On Thu, Aug 22, 2019 at 07:39:30AM +1000, Dave Chinner wrote:
> On Wed, Aug 21, 2019 at 09:39:04AM -0400, Brian Foster wrote:
> > On Wed, Aug 21, 2019 at 06:38:20PM +1000, Dave Chinner wrote:
> > > From: Dave Chinner <dchinner@redhat.com>
> > > 
> > > Add memory buffer alignment validation checks to bios built in XFS
> > > to catch bugs that will result in silent data corruption in block
> > > drivers that cannot handle unaligned memory buffers but don't
> > > validate the incoming buffer alignment is correct.
> > > 
> > > Known drivers with these issues are xenblk, brd and pmem.
> > > 
> > > Despite there being nothing XFS specific to xfs_bio_add_page(), this
> > > function was created to do the required validation because the block
> > > layer developers that keep telling us that is not possible to
> > > validate buffer alignment in bio_add_page(), and even if it was
> > > possible it would be too much overhead to do at runtime.
> > > 
> > > Signed-off-by: Dave Chinner <dchinner@redhat.com>
> > > ---
> > >  fs/xfs/xfs_bio_io.c | 32 +++++++++++++++++++++++++++++---
> > >  fs/xfs/xfs_buf.c    |  2 +-
> > >  fs/xfs/xfs_linux.h  |  3 +++
> > >  fs/xfs/xfs_log.c    |  6 +++++-
> > >  4 files changed, 38 insertions(+), 5 deletions(-)
> > > 
> > > diff --git a/fs/xfs/xfs_bio_io.c b/fs/xfs/xfs_bio_io.c
> > > index e2148f2d5d6b..fbaea643c000 100644
> > > --- a/fs/xfs/xfs_bio_io.c
> > > +++ b/fs/xfs/xfs_bio_io.c
> > > @@ -9,6 +9,27 @@ static inline unsigned int bio_max_vecs(unsigned int count)
> > >  	return min_t(unsigned, howmany(count, PAGE_SIZE), BIO_MAX_PAGES);
> > >  }
> > >  
> > > +int
> > > +xfs_bio_add_page(
> > > +	struct bio	*bio,
> > > +	struct page	*page,
> > > +	unsigned int	len,
> > > +	unsigned int	offset)
> > > +{
> > > +	struct request_queue	*q = bio->bi_disk->queue;
> > > +	bool		same_page = false;
> > > +
> > > +	if (WARN_ON_ONCE(!blk_rq_aligned(q, len, offset)))
> > > +		return -EIO;
> > > +
> > > +	if (!__bio_try_merge_page(bio, page, len, offset, &same_page)) {
> > > +		if (bio_full(bio, len))
> > > +			return 0;
> > > +		__bio_add_page(bio, page, len, offset);
> > > +	}
> > > +	return len;
> > > +}
> > > +
> > 
> > Seems reasonable to me.

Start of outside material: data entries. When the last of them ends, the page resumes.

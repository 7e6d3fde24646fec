use crate::attribution::Attribution;
use thiserror::Error;

/// Profile validation failures. Fatal to the run; the caller fixes the
/// profile and retries.
#[derive(Debug, Clone, PartialEq, Eq, Error)]
pub enum ProfileError {
    #[error("invalid profile: {detail}")]
    Structural { detail: String },
    #[error("infeasible profile: {detail}")]
    Infeasible { detail: String },
}

impl ProfileError {
    pub fn structural(detail: impl Into<String>) -> Self {
        ProfileError::Structural {
            detail: detail.into(),
        }
    }

    pub fn infeasible(detail: impl Into<String>) -> Self {
        ProfileError::Infeasible {
            detail: detail.into(),
        }
    }
}

/// Deal generation failures.
#[derive(Debug, Error)]
pub enum DealGenerationError {
    #[error(transparent)]
    Profile(#[from] ProfileError),
    /// Cross-seat feasibility retries exhausted during sub-profile
    /// selection. Caught inside the builder; surfaces only through hooks.
    #[error("sub-profile selection exhausted after {retries} retries")]
    SelectionExhausted { retries: u32 },
    /// Every attempt of every board retry failed. The attribution snapshot
    /// identifies the blocking seat and whether HCP or shape dominated.
    #[error(
        "board {board} exhausted after {attempts} attempts",
        attempts = attribution.total_attempts
    )]
    BoardExhausted { board: u32, attribution: Attribution },
    #[error("internal invariant breached: {detail}")]
    Internal { detail: String },
}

Looks like bio_add_page() with an error check.
> > ;)
> 
> It is exactly that.
> 
> > Given that, what's the need to open-code bio_add_page() here rather
> > than just call it after the check?
> 
> Largely because I wasn't sure exactly where the best place was to
> add the check. Copy first, hack to pieces, make work, then worry
> about other stuff :)
> 
> I could change it to calling calling bio_add_page() directly. Not
> really that fussed as it's all exported functionality...
> 
> 
> > >  int
> > >  xfs_rw_bdev(
> > >  	struct block_device	*bdev,
> > ...
> > > @@ -36,9 +57,12 @@ xfs_rw_bdev(
> > >  		unsigned int	off = offset_in_page(data);
> > >  		unsigned int	len = min_t(unsigned, left, PAGE_SIZE - off);
> > >  
> > > -		while (bio_add_page(bio, page, len, off) != len) {
> > > +		while ((ret = xfs_bio_add_page(bio, page, len, off)) != len) {
> > >  			struct bio	*prev = bio;
> > >  
> > > +			if (ret < 0)
> > > +				goto submit;
> > > +
> > 
> > Hmm.. is submitting the bio really the right thing to do if we get here
> > and have failed to add any pages to the bio?
> 
> Yes, because we really should wait for chained bios to complete
> before returning. we can only do that by waiting on completion for
> the entire chain, and the simplest way to do that is submit the
> bio...
> 

Ok. I guess that makes sense here because these are sync I/Os and this
appears to be the only way to wait on a partially constructed chain
(that I can tell).

> > If we're already seeing
> > weird behavior for bios with unaligned data memory, this seems like a
> > recipe for similar weirdness. We'd also end up doing a partial write in
> > scenarios where we already know we're returning an error.
> 
> THe partial write will happen anyway on a chained bio, something we
> know already happens from the bug in bio chaining that was found in
> this code earlier in the cycle.
> 

Sure, a failure in a bio chain is essentially a partial write similar to
if one such bio in the chain had failed. What about the non-chaining
case? What happens on submission of an empty read/write bio? Does
behavior depend on the underlying storage stack?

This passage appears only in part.